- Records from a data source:
:::::

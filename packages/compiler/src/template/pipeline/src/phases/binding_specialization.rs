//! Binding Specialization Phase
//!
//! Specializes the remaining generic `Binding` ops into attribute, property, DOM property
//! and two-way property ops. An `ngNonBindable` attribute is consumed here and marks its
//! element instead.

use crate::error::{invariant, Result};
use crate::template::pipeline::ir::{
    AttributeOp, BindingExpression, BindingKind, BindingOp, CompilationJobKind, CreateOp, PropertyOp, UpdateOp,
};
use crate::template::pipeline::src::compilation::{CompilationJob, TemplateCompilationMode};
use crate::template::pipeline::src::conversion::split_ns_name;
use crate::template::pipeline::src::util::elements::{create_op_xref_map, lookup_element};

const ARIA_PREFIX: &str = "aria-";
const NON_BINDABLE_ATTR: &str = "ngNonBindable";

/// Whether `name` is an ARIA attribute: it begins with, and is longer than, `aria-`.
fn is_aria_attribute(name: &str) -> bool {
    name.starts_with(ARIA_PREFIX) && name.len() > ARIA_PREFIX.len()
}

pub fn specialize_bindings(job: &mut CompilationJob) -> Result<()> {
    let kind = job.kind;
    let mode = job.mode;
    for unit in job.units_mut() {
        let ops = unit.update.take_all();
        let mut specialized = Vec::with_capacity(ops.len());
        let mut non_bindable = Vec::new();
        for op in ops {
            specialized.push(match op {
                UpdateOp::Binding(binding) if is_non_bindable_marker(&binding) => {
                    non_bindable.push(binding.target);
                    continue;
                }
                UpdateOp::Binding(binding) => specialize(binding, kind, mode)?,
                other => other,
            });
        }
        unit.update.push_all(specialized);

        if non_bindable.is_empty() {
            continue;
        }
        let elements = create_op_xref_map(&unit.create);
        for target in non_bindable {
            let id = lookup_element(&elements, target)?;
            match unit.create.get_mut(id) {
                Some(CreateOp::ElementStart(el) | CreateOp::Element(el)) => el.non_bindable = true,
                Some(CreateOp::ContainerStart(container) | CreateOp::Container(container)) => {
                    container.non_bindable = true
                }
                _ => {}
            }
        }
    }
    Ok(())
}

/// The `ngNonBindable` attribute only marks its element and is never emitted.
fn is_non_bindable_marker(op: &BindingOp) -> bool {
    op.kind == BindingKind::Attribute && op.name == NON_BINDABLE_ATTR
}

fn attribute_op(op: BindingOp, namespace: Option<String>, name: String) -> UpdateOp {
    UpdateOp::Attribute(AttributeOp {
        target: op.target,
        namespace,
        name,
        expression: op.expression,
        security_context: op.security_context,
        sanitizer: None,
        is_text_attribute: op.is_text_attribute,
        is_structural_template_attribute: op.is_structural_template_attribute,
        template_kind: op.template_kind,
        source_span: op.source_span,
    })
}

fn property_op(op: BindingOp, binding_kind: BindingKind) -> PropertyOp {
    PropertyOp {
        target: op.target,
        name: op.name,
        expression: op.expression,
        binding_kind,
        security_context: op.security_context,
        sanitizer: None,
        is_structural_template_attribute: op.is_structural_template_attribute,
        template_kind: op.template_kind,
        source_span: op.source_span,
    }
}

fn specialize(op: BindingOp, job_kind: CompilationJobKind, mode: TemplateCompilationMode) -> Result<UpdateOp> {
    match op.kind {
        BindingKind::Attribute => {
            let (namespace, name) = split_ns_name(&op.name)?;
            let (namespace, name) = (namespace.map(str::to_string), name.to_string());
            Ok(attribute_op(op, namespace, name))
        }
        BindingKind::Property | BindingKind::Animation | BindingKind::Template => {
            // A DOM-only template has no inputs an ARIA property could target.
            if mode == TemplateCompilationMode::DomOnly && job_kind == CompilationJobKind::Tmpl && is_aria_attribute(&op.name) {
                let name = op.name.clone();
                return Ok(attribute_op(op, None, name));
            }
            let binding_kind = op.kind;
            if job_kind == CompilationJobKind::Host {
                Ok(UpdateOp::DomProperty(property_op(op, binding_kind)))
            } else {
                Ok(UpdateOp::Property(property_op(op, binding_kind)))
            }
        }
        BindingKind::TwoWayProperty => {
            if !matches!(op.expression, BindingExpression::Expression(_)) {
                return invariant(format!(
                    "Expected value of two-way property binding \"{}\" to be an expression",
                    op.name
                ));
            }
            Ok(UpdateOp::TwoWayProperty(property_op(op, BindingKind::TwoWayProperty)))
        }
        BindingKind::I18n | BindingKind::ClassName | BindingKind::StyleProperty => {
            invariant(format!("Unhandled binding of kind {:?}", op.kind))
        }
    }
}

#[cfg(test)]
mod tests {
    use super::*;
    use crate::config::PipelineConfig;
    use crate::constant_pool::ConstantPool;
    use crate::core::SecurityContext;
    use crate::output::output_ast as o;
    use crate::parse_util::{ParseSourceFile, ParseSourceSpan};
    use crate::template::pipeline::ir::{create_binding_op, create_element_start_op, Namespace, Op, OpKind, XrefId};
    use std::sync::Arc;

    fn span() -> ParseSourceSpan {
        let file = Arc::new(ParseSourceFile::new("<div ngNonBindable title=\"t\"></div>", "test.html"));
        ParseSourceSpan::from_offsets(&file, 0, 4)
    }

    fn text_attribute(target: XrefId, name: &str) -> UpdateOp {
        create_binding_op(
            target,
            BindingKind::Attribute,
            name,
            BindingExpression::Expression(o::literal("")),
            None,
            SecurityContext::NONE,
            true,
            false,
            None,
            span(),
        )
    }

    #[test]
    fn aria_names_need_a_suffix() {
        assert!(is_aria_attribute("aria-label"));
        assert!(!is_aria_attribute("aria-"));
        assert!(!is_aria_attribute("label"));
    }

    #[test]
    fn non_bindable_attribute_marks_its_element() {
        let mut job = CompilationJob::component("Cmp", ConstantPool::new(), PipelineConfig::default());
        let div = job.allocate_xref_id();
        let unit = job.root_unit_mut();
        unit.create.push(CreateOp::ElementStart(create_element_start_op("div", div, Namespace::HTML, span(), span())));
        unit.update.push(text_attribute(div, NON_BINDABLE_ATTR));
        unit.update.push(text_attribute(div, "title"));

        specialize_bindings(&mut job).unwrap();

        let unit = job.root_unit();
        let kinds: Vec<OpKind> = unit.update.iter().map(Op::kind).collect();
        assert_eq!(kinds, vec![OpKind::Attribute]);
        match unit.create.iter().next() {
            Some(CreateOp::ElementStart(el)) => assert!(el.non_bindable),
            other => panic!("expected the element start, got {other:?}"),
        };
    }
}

:::::

- WORK ITEM:
Using the data above, repeat exactly the lines that begin at the line with "BindingKind::Property | BindingKind::Animation" and end at the line with "let binding_kind = op.kind;", both ends included.

- ANSWER BELOW:
        BindingKind::Property | BindingKind::Animation | BindingKind::Template => {
            // A DOM-only template has no inputs an ARIA property could target.
            if mode == TemplateCompilationMode::DomOnly && job_kind == CompilationJobKind::Tmpl && is_aria_attribute(&op.name) {
                let name = op.name.clone();
                return Ok(attribute_op(op, None, name));
            }
            let binding_kind = op.kind;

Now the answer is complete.